Early breakfast could help you live longer - Harvard Gazette
Briefly

Early breakfast could help you live longer - Harvard Gazette
"Researchers studied changes to meal timing in older adults and discovered people experience gradual shifts as they age. They also found characteristics that may contribute to mealtime shifts and revealed specific traits linked to an earlier death. Results from the Mass General Brigham study are published in Communications Medicine "Our research suggests that changes in when older adults eat, especially the timing of breakfast, could serve as an easy-to-monitor marker of their overall health status," said lead author Hassan Dashti, a nutrition scientist and circadian biologist at Harvard-affiliated Massachusetts General Hospital and assistant professor of anesthesia at Harvard Medical School."
"Dashti and his colleagues - including senior author Altug Didikoglu of the Izmir Institute of Technology in Turkey - examined key aspects of meal timing that are significant for aging populations to determine whether certain patterns might signal, or even influence, health outcomes later in life. The research team analyzed data, including blood samples, from 2,945 community-dwelling adults in the UK aged 42-94 years old who were followed for more than 20 years. They found that as older adults age, they tend to eat breakfast and dinner at later times, while also narrowing the overall time window in which they eat each day."
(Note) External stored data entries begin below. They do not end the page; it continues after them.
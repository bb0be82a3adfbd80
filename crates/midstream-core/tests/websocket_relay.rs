use std::net::SocketAddr;
use std::sync::{Arc, Mutex};

use midstream_core::{NoopDelegate, Proxy, ProxyConfig, ProxyServer};
use tokio::io::{AsyncReadExt, AsyncWriteExt};
use tokio::net::{TcpListener, TcpStream};

async fn start_proxy() -> SocketAddr {
    let proxy = Proxy::builder(ProxyConfig::default(), NoopDelegate)
        .build()
        .expect("build proxy");
    let server = ProxyServer::new(proxy, "127.0.0.1:0".parse().expect("addr"));
    let listener = server.bind_listener().await.expect("bind proxy");
    let addr = listener.local_addr().expect("proxy addr");
    tokio::spawn(server.run_with_listener(listener));
    addr
}

#[tokio::test(flavor = "multi_thread", worker_threads = 4)]
async fn websocket_upgrade_is_relayed_and_pipe_runs_full_duplex() {
    let target_listener = TcpListener::bind("127.0.0.1:0").await.expect("bind target");
    let target_addr = target_listener.local_addr().expect("target addr");
    let seen_head = Arc::new(Mutex::new(String::new()));
    let seen_clone = Arc::clone(&seen_head);

    let target_task = tokio::spawn(async move {
        let (mut stream, _) = target_listener.accept().await.expect("accept at target");

        let mut head = Vec::new();
        let mut buffer = [0_u8; 1024];
        while !head.windows(4).any(|window| window == b"\r\n\r\n") {
            let read = stream.read(&mut buffer).await.expect("read upgrade request");
            assert!(read > 0, "proxy closed before upgrade request completed");
            head.extend_from_slice(&buffer[..read]);
        }
        *seen_clone.lock().expect("seen head") = String::from_utf8_lossy(&head).to_string();

        stream
            .write_all(
                b"HTTP/1.1 101 Switching Protocols\r\nUpgrade: websocket\r\nConnection: Upgrade\r\nSec-WebSocket-Accept: s3pPLMBiTxaQ9kYGzzhZRbK+xOo=\r\n\r\n",
            )
            .await
            .expect("write 101");

        // After the upgrade, echo frames back uppercased.
        loop {
            match stream.read(&mut buffer).await {
                Ok(0) | Err(_) => return,
                Ok(read) => {
                    let upper = buffer[..read].to_ascii_uppercase();
                    if stream.write_all(&upper).await.is_err() {
                        return;
                    }
                }
            }
        }
    });

    let proxy_addr = start_proxy().await;
    let mut client = TcpStream::connect(proxy_addr).await.expect("connect proxy");
    let upgrade = format!(
        "GET http://{target_addr}/chat HTTP/1.1\r\nHost: {target_addr}\r\nConnection: Upgrade\r\nUpgrade: websocket\r\nSec-WebSocket-Key: dGhlIHNhbXBsZSBub25jZQ==\r\nSec-WebSocket-Version: 13\r\n\r\n"
    );
    client.write_all(upgrade.as_bytes()).await.expect("send upgrade");

    let mut response_head = Vec::new();
    let mut buffer = [0_u8; 1024];
    while !response_head.windows(4).any(|window| window == b"\r\n\r\n") {
        let read = client.read(&mut buffer).await.expect("read 101");
        assert!(read > 0, "proxy closed before handshake response");
        response_head.extend_from_slice(&buffer[..read]);
    }
    let response_text = String::from_utf8_lossy(&response_head);
    assert!(
        response_text.starts_with("HTTP/1.1 101 Switching Protocols\r\n"),
        "{response_text}"
    );
    assert!(
        response_text.contains("Sec-WebSocket-Accept"),
        "{response_text}"
    );

    // The target must have seen the client's upgrade handshake, headers
    // included, with an origin-form request line.
    let head = seen_head.lock().expect("seen head").clone();
    assert!(head.starts_with("GET /chat HTTP/1.1\r\n"), "{head}");
    let lowered = head.to_ascii_lowercase();
    assert!(lowered.contains("upgrade: websocket"), "{head}");
    assert!(lowered.contains("connection: upgrade"), "{head}");
    assert!(
        lowered.contains("sec-websocket-key: dghlihnhbxbszsbub25jzq=="),
        "{head}"
    );

    client.write_all(b"frame-one").await.expect("write frame");
    let mut echoed = [0_u8; 9];
    client.read_exact(&mut echoed).await.expect("read echoed frame");
    assert_eq!(&echoed, b"FRAME-ONE");

    client.shutdown().await.expect("close websocket");
    let mut rest = Vec::new();
    let _ = client.read_to_end(&mut rest).await;
    target_task.await.expect("target task");
}

#[tokio::test(flavor = "multi_thread", worker_threads = 4)]
async fn websocket_dial_failure_returns_502() {
    let closed = TcpListener::bind("127.0.0.1:0").await.expect("bind closed");
    let dead_addr = closed.local_addr().expect("closed addr");
    drop(closed);

    let proxy_addr = start_proxy().await;
    let mut client = TcpStream::connect(proxy_addr).await.expect("connect proxy");
    let upgrade = format!(
        "GET http://{dead_addr}/chat HTTP/1.1\r\nHost: {dead_addr}\r\nConnection: Upgrade\r\nUpgrade: websocket\r\n\r\n"
    );
    client.write_all(upgrade.as_bytes()).await.expect("send upgrade");

    let mut response = Vec::new();
    client.read_to_end(&mut response).await.expect("read error");
    let text = String::from_utf8_lossy(&response);
    assert!(text.starts_with("HTTP/1.1 502 Bad Gateway\r\n"), "{text}");
}
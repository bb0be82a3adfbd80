use std::error::Error as StdError;
use std::fmt;
use std::sync::Arc;

use rustls::client::danger::{HandshakeSignatureValid, ServerCertVerified, ServerCertVerifier};
use rustls::pki_types::{CertificateDer, ServerName, UnixTime};
use rustls::{ClientConfig, DigitallySignedStruct, ServerConfig, SignatureScheme};

#[derive(Debug)]
pub struct TlsProviderError {
    detail: String,
}

impl TlsProviderError {
    pub fn new(detail: impl Into<String>) -> Self {
        Self {
            detail: detail.into(),
        }
    }
}

impl fmt::Display for TlsProviderError {
    fn fmt(&self, f: &mut fmt::Formatter<'_>) -> fmt::Result {
        write!(f, "certificate provider failed: {}", self.detail)
    }
}

impl StdError for TlsProviderError {}

pub trait TlsConfigProvider: Send + Sync + 'static {
    fn server_config_for(&self, host_port: &str) -> Result<Arc<ServerConfig>, TlsProviderError>;
}

pub fn insecure_client_config() -> Arc<ClientConfig> {
    let mut config = ClientConfig::builder()
        .dangerous()
        .with_custom_certificate_verifier(Arc::new(InsecureUpstreamVerifier))
        .with_no_client_auth();
    config.alpn_protocols = vec![b"http/1.1".to_vec()];
    Arc::new(config)
}

#[derive(Debug)]
struct InsecureUpstreamVerifier;

impl ServerCertVerifier for InsecureUpstreamVerifier {
    fn verify_server_cert(
        &self,
        _end_entity: &CertificateDer<'_>,
        _intermediates: &[CertificateDer<'_>],
        _server_name: &ServerName<'_>,
        _ocsp_response: &[u8],
        _now: UnixTime,
    ) -> Result<ServerCertVerified, rustls::Error> {
        Ok(ServerCertVerified::assertion())
    }

    fn verify_tls12_signature(
        &self,
        _message: &[u8],
        _cert: &CertificateDer<'_>,
        _dss: &DigitallySignedStruct,
    ) -> Result<HandshakeSignatureValid, rustls::Error> {
        Ok(HandshakeSignatureValid::assertion())
    }

    fn verify_tls13_signature(
        &self,
        _message: &[u8],
        _cert: &CertificateDer<'_>,
        _dss: &DigitallySignedStruct,
    ) -> Result<HandshakeSignatureValid, rustls::Error> {
        Ok(HandshakeSignatureValid::assertion())
    }

    fn supported_verify_schemes(&self) -> Vec<SignatureScheme> {
        vec![
            SignatureScheme::ECDSA_NISTP256_SHA256,
            SignatureScheme::ECDSA_NISTP384_SHA384,
            SignatureScheme::ED25519,
            SignatureScheme::RSA_PSS_SHA256,
            SignatureScheme::RSA_PSS_SHA384,
            SignatureScheme::RSA_PKCS1_SHA256,
            SignatureScheme::RSA_PKCS1_SHA384,
        ]
    }
}
use std::io;
use std::pin::Pin;
use std::task::{Context, Poll};

use tokio::io::{AsyncRead, AsyncWrite, AsyncWriteExt, ReadBuf};

use crate::http1::BufferedStream;

pub trait ClientIo: AsyncRead + AsyncWrite + Send + Unpin {}

impl<T: AsyncRead + AsyncWrite + Send + Unpin> ClientIo for T {}

pub struct ClientStream {
    conn: BufferedStream<Box<dyn ClientIo>>,
}

impl ClientStream {
    pub fn new(io: impl ClientIo + 'static) -> Self {
        Self {
            conn: BufferedStream::new(Box::new(io) as Box<dyn ClientIo>),
        }
    }

    pub(crate) async fn next_request_head(
        &mut self,
        max_head_bytes: usize,
    ) -> io::Result<Option<Vec<u8>>> {
        self.conn.read_head(max_head_bytes).await
    }

    pub(crate) async fn write_error_head(&mut self, status: u16, reason: &str) -> io::Result<()> {
        let head = format!(
            "HTTP/1.1 {status} {reason}\r\nContent-Type: application/json\r\nConnection: close\r\n\r\n"
        );
        self.conn.write_all(head.as_bytes()).await?;
        self.conn.flush().await
    }

    pub(crate) fn buffered(&mut self) -> &mut BufferedStream<Box<dyn ClientIo>> {
        &mut self.conn
    }
}

impl AsyncRead for ClientStream {
    fn poll_read(
        mut self: Pin<&mut Self>,
        cx: &mut Context<'_>,
        buf: &mut ReadBuf<'_>,
    ) -> Poll<io::Result<()>> {
        Pin::new(&mut self.conn).poll_read(cx, buf)
    }
}

impl AsyncWrite for ClientStream {
    fn poll_write(
        mut self: Pin<&mut Self>,
        cx: &mut Context<'_>,
        buf: &[u8],
    ) -> Poll<io::Result<usize>> {
        Pin::new(&mut self.conn).poll_write(cx, buf)
    }

    fn poll_flush(mut self: Pin<&mut Self>, cx: &mut Context<'_>) -> Poll<io::Result<()>> {
        Pin::new(&mut self.conn).poll_flush(cx)
    }

    fn poll_shutdown(mut self: Pin<&mut Self>, cx: &mut Context<'_>) -> Poll<io::Result<()>> {
        Pin::new(&mut self.conn).poll_shutdown(cx)
    }
}

pub struct CountingWriter<W> {
    inner: W,
    written: u64,
}

impl<W> CountingWriter<W> {
    pub fn new(inner: W) -> Self {
        Self { inner, written: 0 }
    }

    pub fn written(&self) -> u64 {
        self.written
    }

    pub fn into_inner(self) -> W {
        self.inner
    }
}

impl<W: AsyncWrite + Unpin> AsyncWrite for CountingWriter<W> {
    fn poll_write(
        mut self: Pin<&mut Self>,
        cx: &mut Context<'_>,
        buf: &[u8],
    ) -> Poll<io::Result<usize>> {
        let result = Pin::new(&mut self.inner).poll_write(cx, buf);
        if let Poll::Ready(Ok(written)) = &result {
            self.written += *written as u64;
        }
        result
    }

    fn poll_flush(mut self: Pin<&mut Self>, cx: &mut Context<'_>) -> Poll<io::Result<()>> {
        Pin::new(&mut self.inner).poll_flush(cx)
    }

    fn poll_shutdown(mut self: Pin<&mut Self>, cx: &mut Context<'_>) -> Poll<io::Result<()>> {
        Pin::new(&mut self.inner).poll_shutdown(cx)
    }
}
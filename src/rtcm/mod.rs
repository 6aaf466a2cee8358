//! RTCM 3 message codec.
//!
//! Builders turn receiver observations, broadcast ephemerides and station
//! metadata into CRC-sealed transport [frame::Frame]s. Readers go the other
//! way for 1005, 1019, 1020 and 1045.
use thiserror::Error;

use gnss::prelude::Constellation;

pub mod bits;
pub mod crc;
pub mod ephemeris;
pub mod frame;
pub mod legacy;
pub mod lock;
pub mod msm;
pub mod navigation;
pub mod observation;
pub mod registry;
pub mod ssr;
pub mod station;

pub(crate) mod fields;

/// Speed of light in vacuum (m/s)
pub const SPEED_OF_LIGHT_M_S: f64 = 299_792_458.0;

#[derive(Debug, Clone, PartialEq, Error)]
pub enum Error {
    #[error("no satellite to encode")]
    NoSatellites,
    #[error("{field}: {value} does not fit in {bits} bits")]
    FieldOverflow {
        field: &'static str,
        value: i64,
        bits: u32,
    },
    #[error("payload of {0} bytes exceeds the 1023 bytes limit")]
    PayloadTooLarge(usize),
    #[error("{0} satellite/signal cells exceed the MSM cell mask capacity")]
    TooManyCells(usize),
    #[error("missing {0} ephemeris")]
    MissingEphemeris(&'static str),
    #[error("ephemeris and observation describe different satellites")]
    EphemerisMismatch,
    #[error("{0} is not supported by this message")]
    UnsupportedConstellation(Constellation),
    #[error("text too long")]
    TextTooLong,
    #[error("missing {0}")]
    MissingInput(&'static str),
    #[error("invalid preamble")]
    BadPreamble,
    #[error("truncated frame")]
    Truncated,
    #[error("crc mismatch")]
    CrcMismatch,
    #[error("expecting message {expected}, got {found}")]
    UnexpectedMessage { expected: u16, found: u16 },
    #[error("invalid hex string")]
    InvalidHex,
}

/// Verifies that an integer parameter fits in its Data Field
pub(crate) fn check_unsigned(field: &'static str, value: u64, bits: u32) -> Result<(), Error> {
    if bits < 64 && value >= (1u64 << bits) {
        Err(Error::FieldOverflow {
            field,
            value: value.min(i64::MAX as u64) as i64,
            bits,
        })
    } else {
        Ok(())
    }
}

/// Verifies a GLONASS frequency channel number, encoded as k+7 on 5 bits
pub(crate) fn check_glonass_channel(k: i8) -> Result<i8, Error> {
    if (-7..=6).contains(&k) {
        Ok(k)
    } else {
        Err(Error::FieldOverflow {
            field: "GLONASS frequency channel",
            value: k as i64,
            bits: 5,
        })
    }
}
Older adults tend to shift mealtimes later in the day, especially for breakfast and dinner, and compress the daily window during which they eat. Later breakfast time is associated with physical and mental health conditions such as depression, fatigue, and oral health problems. Specific mealtime characteristics are linked to an increased risk of earlier death. The analysis used data and blood samples from 2,945 community-dwelling UK adults aged 42–94 who were followed for more than 20 years. Monitoring and encouraging consistent meal schedules could serve as an accessible marker and intervention target to support healthy aging and longevity.